How to Avoid It: Train the employees regularly and not only once. Make them learn the quality policy, goals, and the procedures that are applicable in the work and the role that they could play in quality results.
It is a big error not to carry out or provide follow-ups on corrections of the past audits. It implies that the organization is not determined to solve problems or be able to enhance its system.
How to Avoid It: Make corrective measures your priority. Plan and document root cause analysis, actions to be followed, and planned implementation. Every time any corrective action is closed, it must be verified to be effective.

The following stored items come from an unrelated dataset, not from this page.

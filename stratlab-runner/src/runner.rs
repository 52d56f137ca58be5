//! Run orchestration: one independent engine instance per configured
//! strategy, all driven over the same bars.
//!
//! Bars and precomputed indicator values are shared read-only. Each instance
//! owns its position state, guard and sink, and instances run in parallel on
//! rayon workers. Within an instance bars are strictly sequential.

use std::time::Instant;

use chrono::NaiveDate;
use rayon::prelude::*;
use serde::{Deserialize, Serialize};
use thiserror::Error;
use tracing::info;

use stratlab_core::components::indicator::IndicatorValues;
use stratlab_core::data::DataError;
use stratlab_core::domain::{Action, ActionRequest, Bar, PositionState};
use stratlab_core::engine::{
    compute_warmup, precompute_indicators, run_strategy, RecordingSink, SettlementPolicy,
    StrategyEngine,
};
use stratlab_core::strategy::{required_indicators, ConfigError, StrategyKind};

use crate::config::RunConfig;
use crate::data_loader::{load_run_bars, LoadedBars};

/// Errors from the runner.
#[derive(Debug, Error)]
pub enum RunError {
    #[error("config error: {0}")]
    Config(#[from] ConfigError),

    #[error("data error: {0}")]
    Data(#[from] DataError),

    #[error("failed to parse run file: {0}")]
    Parse(#[source] toml::de::Error),

    #[error("failed to render run file: {0}")]
    Render(#[source] toml::ser::Error),

    #[error("failed to read {path}: {source}")]
    Io {
        path: String,
        #[source]
        source: std::io::Error,
    },

    #[error("run symbol must not be empty")]
    EmptySymbol,

    #[error("no data source: set `data` or `synthetic = true`")]
    NoDataSource,

    #[error("`data` and `synthetic` are mutually exclusive")]
    ConflictingDataSources,

    #[error("invalid run settings: {0}")]
    InvalidRun(String),

    #[error("no [[strategy]] tables configured")]
    NoStrategies,

    #[error("duplicate strategy name '{0}'")]
    DuplicateStrategy(String),
}

/// Current schema version for persisted results.
pub const SCHEMA_VERSION: u32 = 1;

/// Outcome of one strategy instance over the run's bars.
#[derive(Debug, Clone, Serialize, Deserialize, PartialEq)]
pub struct StrategyRunResult {
    #[serde(default = "default_schema_version")]
    pub schema_version: u32,
    pub name: String,
    pub kind: StrategyKind,
    pub symbol: String,
    pub start_date: Option<NaiveDate>,
    pub end_date: Option<NaiveDate>,
    pub settlement: SettlementPolicy,
    pub actions: Vec<ActionRequest>,
    pub bar_count: usize,
    pub warmup_bars: usize,
    pub filled: usize,
    pub rejected: usize,
    pub skipped_bars: usize,
    pub failed_bars: usize,
    pub final_position: PositionState,
    pub dataset_hash: String,
    pub has_synthetic: bool,
}

fn default_schema_version() -> u32 {
    SCHEMA_VERSION
}

impl StrategyRunResult {
    pub fn buys(&self) -> usize {
        self.count(Action::Buy)
    }

    pub fn closes(&self) -> usize {
        self.count(Action::Close)
    }

    fn count(&self, action: Action) -> usize {
        self.actions.iter().filter(|a| a.action == action).count()
    }
}

/// Load the configured bars, then run every strategy over them.
pub fn run_from_config(
    config: &RunConfig,
) -> Result<(LoadedBars, Vec<StrategyRunResult>), RunError> {
    config.validate()?;
    let loaded = load_run_bars(&config.run)?;
    let results = run_strategies(config, &loaded)?;
    Ok((loaded, results))
}

/// Run every configured strategy over `loaded`.
///
/// The union of required indicators is precomputed once. Results come back
/// in configuration order.
pub fn run_strategies(
    config: &RunConfig,
    loaded: &LoadedBars,
) -> Result<Vec<StrategyRunResult>, RunError> {
    let engines = config
        .strategies
        .iter()
        .map(|s| StrategyEngine::new(config.run.symbol.clone(), s.clone()))
        .collect::<Result<Vec<_>, _>>()?;

    let indicators = required_indicators(&config.rules())?;
    let indicator_values = precompute_indicators(&loaded.bars, &indicators);
    let warmup = compute_warmup(&indicators);

    info!(
        symbol = %config.run.symbol,
        bars = loaded.bars.len(),
        strategies = engines.len(),
        indicators = indicator_values.len(),
        "run started"
    );
    let started = Instant::now();

    let results: Vec<StrategyRunResult> = engines
        .into_par_iter()
        .map(|engine| {
            run_instance(
                engine,
                &loaded.bars,
                &indicator_values,
                warmup,
                config,
                loaded,
            )
        })
        .collect();

    info!(
        symbol = %config.run.symbol,
        actions = results.iter().map(|r| r.actions.len()).sum::<usize>(),
        elapsed_ms = started.elapsed().as_millis() as u64,
        "run finished"
    );
    Ok(results)
}

fn run_instance(
    mut engine: StrategyEngine,
    bars: &[Bar],
    indicators: &IndicatorValues,
    warmup: usize,
    config: &RunConfig,
    loaded: &LoadedBars,
) -> StrategyRunResult {
    let settlement = config.run.settlement;
    let mut sink = RecordingSink::new(settlement);
    let summary = run_strategy(bars, indicators, &mut engine, &mut sink);

    info!(
        strategy = engine.name(),
        actions = summary.actions.len(),
        failed_bars = summary.failed_bars,
        "strategy finished"
    );

    StrategyRunResult {
        schema_version: SCHEMA_VERSION,
        name: engine.name().to_string(),
        kind: engine.kind(),
        symbol: engine.symbol().to_string(),
        start_date: bars.first().map(|b| b.date),
        end_date: bars.last().map(|b| b.date),
        settlement,
        actions: summary.actions,
        bar_count: summary.bar_count,
        warmup_bars: warmup.min(summary.bar_count),
        filled: summary.filled,
        rejected: summary.rejected,
        skipped_bars: summary.skipped_bars,
        failed_bars: summary.failed_bars,
        final_position: summary.final_position,
        dataset_hash: loaded.dataset_hash.clone(),
        has_synthetic: loaded.has_synthetic,
    }
}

ISO 9001 inspections need not be a frightening experience if you prepare adequately to undertake them. A failure to avoid the common mistakes in ISO 9001 is likely to greatly improve your likelihood of a successful audit and improve your total quality management system. It is ensured by preparation, communication, training, and openness. We at QIC Global help organizations worldwide, especially organizations in the United States and Australia, to evaluate their ISO 9001 compliance by carrying out the certification process in a professional and precise way. Having a distinct interest in quality and constant self-improvement, you will be ready not only on the day of the audit, on the long run.
The frequency of internal audits must be configured under the threats to the processes, their complexity, and prior performance. As a rule, most companies perform at least an annual audit of all major processes, but areas that pose a higher risk could be audited more frequently.
The quality policy, quality objectives, procedures, internal audit reports, corrective action records, training records, management review minutes, and process performance data are the usual documents.
It is not necessary. A majority of the audits end up with certain findings. It is all about how the company responds to such findings. One or two minor nonconformances are not going to cause the certification to fail; however, serious or untroubled ones may slow down the certification.
A minor nonconformity is a less serious deviation, affecting an insignificant requirement and a minor degree of influence on the working capacity of QMS. A significant nonconformity refers to a serious nonconformity as a total lack of a process that has to be in place or a repeat failure, andhas to be eliminated before certification.